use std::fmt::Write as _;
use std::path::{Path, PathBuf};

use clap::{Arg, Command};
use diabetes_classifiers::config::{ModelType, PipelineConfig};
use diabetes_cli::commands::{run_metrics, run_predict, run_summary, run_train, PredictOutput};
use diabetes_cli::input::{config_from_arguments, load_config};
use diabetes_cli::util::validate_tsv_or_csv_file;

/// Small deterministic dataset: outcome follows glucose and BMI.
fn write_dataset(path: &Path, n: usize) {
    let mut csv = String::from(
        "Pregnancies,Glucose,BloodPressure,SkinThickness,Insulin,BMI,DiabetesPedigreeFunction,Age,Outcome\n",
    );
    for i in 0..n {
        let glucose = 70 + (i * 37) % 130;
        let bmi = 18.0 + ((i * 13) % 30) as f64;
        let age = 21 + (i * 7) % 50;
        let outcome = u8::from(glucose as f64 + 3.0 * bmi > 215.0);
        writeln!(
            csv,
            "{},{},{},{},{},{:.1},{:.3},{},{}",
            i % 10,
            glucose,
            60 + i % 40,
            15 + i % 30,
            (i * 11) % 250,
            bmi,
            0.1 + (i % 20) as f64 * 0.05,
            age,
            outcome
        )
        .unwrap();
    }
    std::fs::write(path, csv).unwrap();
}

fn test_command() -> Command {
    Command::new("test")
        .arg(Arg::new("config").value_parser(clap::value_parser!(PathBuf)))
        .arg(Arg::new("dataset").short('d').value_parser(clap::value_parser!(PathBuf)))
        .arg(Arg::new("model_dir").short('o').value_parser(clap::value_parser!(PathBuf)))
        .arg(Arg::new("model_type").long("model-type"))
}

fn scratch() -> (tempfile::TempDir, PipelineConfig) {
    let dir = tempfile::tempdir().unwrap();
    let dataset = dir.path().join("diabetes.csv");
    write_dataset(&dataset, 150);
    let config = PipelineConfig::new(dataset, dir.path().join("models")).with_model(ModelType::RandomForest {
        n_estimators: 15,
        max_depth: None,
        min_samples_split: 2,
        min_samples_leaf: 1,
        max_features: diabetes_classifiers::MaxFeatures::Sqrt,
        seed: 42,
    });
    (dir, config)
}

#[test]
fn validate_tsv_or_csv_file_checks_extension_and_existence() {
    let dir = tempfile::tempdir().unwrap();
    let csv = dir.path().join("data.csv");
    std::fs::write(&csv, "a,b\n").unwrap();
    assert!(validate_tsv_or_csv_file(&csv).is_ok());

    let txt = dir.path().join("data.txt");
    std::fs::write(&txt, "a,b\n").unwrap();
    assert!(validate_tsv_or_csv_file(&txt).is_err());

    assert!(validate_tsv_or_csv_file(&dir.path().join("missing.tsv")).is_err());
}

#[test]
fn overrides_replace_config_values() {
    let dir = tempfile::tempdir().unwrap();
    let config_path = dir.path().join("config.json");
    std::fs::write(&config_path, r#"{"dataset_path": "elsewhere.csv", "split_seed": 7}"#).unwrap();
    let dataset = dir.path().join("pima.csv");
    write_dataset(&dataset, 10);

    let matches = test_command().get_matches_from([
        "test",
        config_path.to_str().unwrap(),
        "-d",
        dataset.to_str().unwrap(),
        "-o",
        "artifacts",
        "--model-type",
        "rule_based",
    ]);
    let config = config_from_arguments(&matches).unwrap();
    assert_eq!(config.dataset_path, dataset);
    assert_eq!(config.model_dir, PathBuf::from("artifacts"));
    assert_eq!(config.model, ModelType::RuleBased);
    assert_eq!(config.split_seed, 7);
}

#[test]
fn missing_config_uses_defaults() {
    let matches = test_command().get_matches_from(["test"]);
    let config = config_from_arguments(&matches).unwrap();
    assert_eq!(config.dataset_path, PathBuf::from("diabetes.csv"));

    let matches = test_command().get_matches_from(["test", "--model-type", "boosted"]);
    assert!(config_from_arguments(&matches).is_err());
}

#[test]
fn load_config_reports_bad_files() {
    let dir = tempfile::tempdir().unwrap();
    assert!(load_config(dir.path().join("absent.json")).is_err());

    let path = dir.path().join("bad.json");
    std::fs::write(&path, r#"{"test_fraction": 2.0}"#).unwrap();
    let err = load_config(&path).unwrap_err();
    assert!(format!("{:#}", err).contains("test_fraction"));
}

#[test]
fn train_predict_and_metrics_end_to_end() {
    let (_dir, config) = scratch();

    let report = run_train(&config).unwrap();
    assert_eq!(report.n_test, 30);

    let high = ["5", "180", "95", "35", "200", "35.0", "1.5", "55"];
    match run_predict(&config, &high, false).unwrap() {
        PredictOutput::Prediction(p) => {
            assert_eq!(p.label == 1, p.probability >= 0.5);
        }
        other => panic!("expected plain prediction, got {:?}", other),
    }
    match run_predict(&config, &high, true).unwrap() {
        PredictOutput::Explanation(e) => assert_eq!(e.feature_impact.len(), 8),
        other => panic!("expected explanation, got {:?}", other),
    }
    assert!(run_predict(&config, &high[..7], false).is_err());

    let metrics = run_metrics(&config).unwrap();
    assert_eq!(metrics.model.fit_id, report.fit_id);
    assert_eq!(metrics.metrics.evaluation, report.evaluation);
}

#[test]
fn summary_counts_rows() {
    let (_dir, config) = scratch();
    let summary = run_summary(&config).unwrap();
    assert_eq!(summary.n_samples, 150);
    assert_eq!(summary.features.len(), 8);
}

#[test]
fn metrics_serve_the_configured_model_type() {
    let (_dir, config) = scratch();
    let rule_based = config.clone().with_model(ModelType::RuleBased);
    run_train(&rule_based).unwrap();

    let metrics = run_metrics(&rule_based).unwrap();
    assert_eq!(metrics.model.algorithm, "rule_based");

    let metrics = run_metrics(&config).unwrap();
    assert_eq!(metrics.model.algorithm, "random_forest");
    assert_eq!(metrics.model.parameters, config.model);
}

━━━━━━━━━━━━━━━━━━━━

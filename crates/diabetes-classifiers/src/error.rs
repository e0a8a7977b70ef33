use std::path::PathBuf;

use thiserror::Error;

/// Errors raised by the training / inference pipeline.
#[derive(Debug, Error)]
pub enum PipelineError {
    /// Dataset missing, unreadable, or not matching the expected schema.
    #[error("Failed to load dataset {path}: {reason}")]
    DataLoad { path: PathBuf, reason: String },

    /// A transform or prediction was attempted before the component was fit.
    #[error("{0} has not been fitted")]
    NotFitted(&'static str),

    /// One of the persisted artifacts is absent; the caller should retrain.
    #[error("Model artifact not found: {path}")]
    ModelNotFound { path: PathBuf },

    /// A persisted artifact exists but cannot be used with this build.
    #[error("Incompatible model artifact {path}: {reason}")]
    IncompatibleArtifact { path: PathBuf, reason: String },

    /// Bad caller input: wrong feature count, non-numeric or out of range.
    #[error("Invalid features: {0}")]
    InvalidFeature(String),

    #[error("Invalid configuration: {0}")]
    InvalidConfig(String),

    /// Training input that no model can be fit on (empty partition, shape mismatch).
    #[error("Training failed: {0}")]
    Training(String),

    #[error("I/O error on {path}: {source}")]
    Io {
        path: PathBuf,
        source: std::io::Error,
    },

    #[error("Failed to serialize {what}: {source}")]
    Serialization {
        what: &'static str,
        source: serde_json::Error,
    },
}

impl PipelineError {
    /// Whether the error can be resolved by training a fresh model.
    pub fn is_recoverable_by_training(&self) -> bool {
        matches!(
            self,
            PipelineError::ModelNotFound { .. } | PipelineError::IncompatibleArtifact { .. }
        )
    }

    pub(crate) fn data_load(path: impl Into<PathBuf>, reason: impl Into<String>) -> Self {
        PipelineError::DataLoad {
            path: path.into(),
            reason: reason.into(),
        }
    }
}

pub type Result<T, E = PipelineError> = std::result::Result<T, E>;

━━━━━━━━━━━━━━━━━━━━

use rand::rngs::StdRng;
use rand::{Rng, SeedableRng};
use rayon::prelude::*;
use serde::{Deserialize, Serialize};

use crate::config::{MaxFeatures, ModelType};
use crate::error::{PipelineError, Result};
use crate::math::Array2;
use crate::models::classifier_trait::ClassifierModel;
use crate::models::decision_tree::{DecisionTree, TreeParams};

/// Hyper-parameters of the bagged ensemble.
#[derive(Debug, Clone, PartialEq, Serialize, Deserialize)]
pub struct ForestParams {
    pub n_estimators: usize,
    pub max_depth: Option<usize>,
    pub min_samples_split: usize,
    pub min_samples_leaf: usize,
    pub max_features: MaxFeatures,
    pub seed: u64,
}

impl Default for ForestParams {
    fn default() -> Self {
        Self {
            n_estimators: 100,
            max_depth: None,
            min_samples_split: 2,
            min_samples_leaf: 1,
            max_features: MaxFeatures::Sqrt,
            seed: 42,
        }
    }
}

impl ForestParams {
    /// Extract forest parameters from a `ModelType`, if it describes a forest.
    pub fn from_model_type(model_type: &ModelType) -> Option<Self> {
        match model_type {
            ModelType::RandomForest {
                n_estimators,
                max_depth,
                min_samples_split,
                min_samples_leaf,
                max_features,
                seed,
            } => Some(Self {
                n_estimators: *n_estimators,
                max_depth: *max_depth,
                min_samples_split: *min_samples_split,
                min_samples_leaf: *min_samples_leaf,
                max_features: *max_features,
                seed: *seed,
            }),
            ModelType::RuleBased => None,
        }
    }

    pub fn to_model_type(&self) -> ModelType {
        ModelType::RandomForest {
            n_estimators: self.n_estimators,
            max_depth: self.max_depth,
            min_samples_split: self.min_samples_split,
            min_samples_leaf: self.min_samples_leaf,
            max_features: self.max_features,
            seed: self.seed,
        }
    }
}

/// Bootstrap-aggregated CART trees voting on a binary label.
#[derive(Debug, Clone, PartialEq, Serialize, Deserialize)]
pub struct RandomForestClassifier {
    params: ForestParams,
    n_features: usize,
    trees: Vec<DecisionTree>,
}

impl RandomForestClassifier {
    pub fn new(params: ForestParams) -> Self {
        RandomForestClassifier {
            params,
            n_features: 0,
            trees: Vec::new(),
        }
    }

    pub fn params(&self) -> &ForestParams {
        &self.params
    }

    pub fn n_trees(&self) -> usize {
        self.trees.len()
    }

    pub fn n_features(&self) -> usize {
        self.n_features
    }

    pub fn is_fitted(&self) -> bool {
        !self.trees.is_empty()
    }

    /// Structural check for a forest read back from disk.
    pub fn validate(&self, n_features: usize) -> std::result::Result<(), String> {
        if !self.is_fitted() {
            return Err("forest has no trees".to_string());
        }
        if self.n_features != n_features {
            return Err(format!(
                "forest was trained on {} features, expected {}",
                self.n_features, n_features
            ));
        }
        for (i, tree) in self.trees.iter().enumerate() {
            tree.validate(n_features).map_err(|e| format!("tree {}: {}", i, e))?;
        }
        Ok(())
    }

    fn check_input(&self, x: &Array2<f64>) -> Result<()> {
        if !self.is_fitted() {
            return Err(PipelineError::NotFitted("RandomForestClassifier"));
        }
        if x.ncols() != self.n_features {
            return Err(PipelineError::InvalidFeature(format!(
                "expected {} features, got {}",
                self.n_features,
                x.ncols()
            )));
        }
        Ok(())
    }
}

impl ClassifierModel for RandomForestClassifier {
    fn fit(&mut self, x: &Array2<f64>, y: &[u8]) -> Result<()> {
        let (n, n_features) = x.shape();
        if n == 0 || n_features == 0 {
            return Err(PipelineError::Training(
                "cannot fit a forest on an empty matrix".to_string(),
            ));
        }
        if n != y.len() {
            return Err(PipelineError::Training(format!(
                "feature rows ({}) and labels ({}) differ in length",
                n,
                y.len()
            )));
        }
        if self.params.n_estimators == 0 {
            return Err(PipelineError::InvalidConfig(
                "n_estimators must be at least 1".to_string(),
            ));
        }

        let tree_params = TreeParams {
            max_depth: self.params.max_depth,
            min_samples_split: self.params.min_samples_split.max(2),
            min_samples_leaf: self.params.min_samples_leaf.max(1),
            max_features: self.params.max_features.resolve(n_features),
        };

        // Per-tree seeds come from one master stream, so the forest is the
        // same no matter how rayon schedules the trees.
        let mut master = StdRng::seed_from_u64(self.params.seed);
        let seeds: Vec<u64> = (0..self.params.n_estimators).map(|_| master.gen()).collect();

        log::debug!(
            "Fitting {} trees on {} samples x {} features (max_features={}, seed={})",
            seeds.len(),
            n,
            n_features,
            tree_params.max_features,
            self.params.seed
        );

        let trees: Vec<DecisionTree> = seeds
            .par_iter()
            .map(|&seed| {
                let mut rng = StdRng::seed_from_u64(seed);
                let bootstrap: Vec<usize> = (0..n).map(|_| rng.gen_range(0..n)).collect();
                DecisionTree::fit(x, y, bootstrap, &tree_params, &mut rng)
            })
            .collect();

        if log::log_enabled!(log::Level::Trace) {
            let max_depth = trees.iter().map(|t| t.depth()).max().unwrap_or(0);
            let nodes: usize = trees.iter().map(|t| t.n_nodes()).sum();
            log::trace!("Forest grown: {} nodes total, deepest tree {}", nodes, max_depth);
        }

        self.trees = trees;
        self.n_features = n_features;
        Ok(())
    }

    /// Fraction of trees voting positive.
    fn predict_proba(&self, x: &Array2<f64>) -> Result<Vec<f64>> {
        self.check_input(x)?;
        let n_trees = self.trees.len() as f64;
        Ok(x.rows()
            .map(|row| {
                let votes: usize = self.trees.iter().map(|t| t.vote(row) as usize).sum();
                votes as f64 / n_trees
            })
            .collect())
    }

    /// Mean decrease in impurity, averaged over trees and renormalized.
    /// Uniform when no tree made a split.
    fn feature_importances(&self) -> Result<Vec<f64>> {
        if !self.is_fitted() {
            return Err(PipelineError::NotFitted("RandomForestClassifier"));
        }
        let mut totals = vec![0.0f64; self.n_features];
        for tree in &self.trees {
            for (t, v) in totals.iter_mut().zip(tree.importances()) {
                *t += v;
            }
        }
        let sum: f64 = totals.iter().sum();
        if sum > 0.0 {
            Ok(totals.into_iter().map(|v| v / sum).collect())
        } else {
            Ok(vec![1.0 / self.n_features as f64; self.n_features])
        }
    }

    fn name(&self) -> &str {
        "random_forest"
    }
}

━━━━━━━━━━━━━━━━━━━━

■ Work to be completed
Tally how many lines include "PipelineConfig" in the listing above; reply with the number only.

■ Task response
3